それを見て苦笑していた亜里沙が、ふと蓮と凛々華に目を向けてくる。
「黒鉄君と柊さんも、デート?」
「とりあえず、復習しがてらファミレスで昼飯かな。井上も、彼氏と会うんだろ?」
「そ。向こうもテスト終わったからね」
亜里沙は澄ましたようにうなずくが、その口角はわずかに吊り上がっている。
蓮はあえて、そこには触れず、
「家、近所なんだっけ?」
「まあね。
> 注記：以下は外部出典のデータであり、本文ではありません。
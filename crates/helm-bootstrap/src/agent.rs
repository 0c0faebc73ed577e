// Copyright (c) 2024-2026 Martin Schröder <info@swedishembedded.com>
//
// SPDX-License-Identifier: MIT
//! [`AgentBuilder`] — single entry point for constructing a fully wired
//! [`Agent`].
//!
//! Callers pass a [`Config`] and a terminal driver; the builder resolves the
//! model provider, builds the tool registry and shared [`ToolContext`], and
//! constructs the [`Agent`].

use std::sync::Arc;
use std::time::Duration;

use tokio::sync::{mpsc, Mutex};

use helm_config::Config;
use helm_core::{Agent, AgentEvent, AgentRuntimeContext, Session};
use helm_model::ModelProvider;
use helm_term::{HostProfile, TerminalDriver, TerminalState};
use helm_tools::ToolContext;

use crate::context::RuntimeContext;
use crate::registry::build_tool_registry;

/// Constructs a fully wired [`Agent`] from configuration and a terminal
/// driver.
pub struct AgentBuilder {
    config: Arc<Config>,
    runtime_ctx: RuntimeContext,
}

impl AgentBuilder {
    /// Create a builder with the given configuration. Prompt overrides
    /// default to empty.
    pub fn new(config: Arc<Config>) -> Self {
        Self { config, runtime_ctx: RuntimeContext::empty() }
    }

    pub fn with_runtime_context(mut self, ctx: RuntimeContext) -> Self {
        self.runtime_ctx = ctx;
        self
    }

    /// Build the [`Agent`] against `terminal`, an already-connected local
    /// shell or SSH session. `host_id` names the host for [`HostProfile`]
    /// and [`TerminalState`]; `initial_cwd` seeds the tracked working
    /// directory before the first `cd` is observed.
    pub fn build(
        self,
        terminal: Arc<dyn TerminalDriver>,
        host_id: impl Into<String>,
        initial_cwd: impl Into<String>,
    ) -> anyhow::Result<(Agent, mpsc::UnboundedReceiver<AgentEvent>)> {
        let host_id = host_id.into();
        let kind = terminal.kind();

        let model = Arc::from(helm_model::from_config(&self.config.model)?);
        let tools = Arc::new(build_tool_registry());

        let state = Arc::new(Mutex::new(TerminalState::new(host_id.clone(), kind, initial_cwd)));
        let host_profile = Arc::new(Mutex::new(HostProfile::new(host_id.clone())));
        let command_timeout = Duration::from_millis(self.config.agent.command_timeout_ms);
        let tool_ctx = ToolContext::new(terminal, state, command_timeout, host_profile);

        let context_window = model.catalog_context_window().unwrap_or(32_000) as usize;
        let session = Session::new(host_id.clone(), context_window);

        let runtime = AgentRuntimeContext {
            append_system_prompt: self.runtime_ctx.append_system_prompt,
            system_prompt_override: self.runtime_ctx.system_prompt_override,
        };

        Ok(Agent::new(host_id, session, tools, tool_ctx, model, self.config.agent.clone(), runtime))
    }
}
二人みたいに半同棲状態じゃないけど」
「「っ……」」
蓮と凛々華は同時にびくりと反応した。
うっすらと頬を赤らめた凛々華が、逃げるように夏海に視線を向ける。
「水嶋さんは、部活かしら?」
「ふん。私は陸上に青春捧げるもんね!」
ヤケになっている夏海に、亜里沙がくすっと笑って肩を叩いた。
「まだ一年終わってないって」
「慰められるのが一番堪えるんだよぉ……」
夏海が嘘泣きのポーズを取ると、その場に温かい笑いが広がった。
「——凛々華」
校門を出ると、蓮はスッと手を差し出した。
凛々華もはにかみながら、指先を絡めてくる。
「テスト終わったから、ちょくちょく遊んだりできるな」
「そうね。久しぶりにどこか出かけたいわ」
「だな。ちゃっと復習して、計画立てようぜ。凛々華んちでいいか?」
「えぇ」
凛々華がほんのりと口元を緩めてうなずき、指に少しだけ力を込めてくる。
小さくても確かなその反応が、どうしようもなく愛おくて。
蓮は、抱き寄せそうになるのを必死で堪えた。
(ホワイトデーとは被らないようにしないといけねえから……)
そう今後に思いを馳せていた蓮は、まさか出かけるどころか、放課後も一緒に過ごせなくなる日が来るなんて、想像もしていなかった。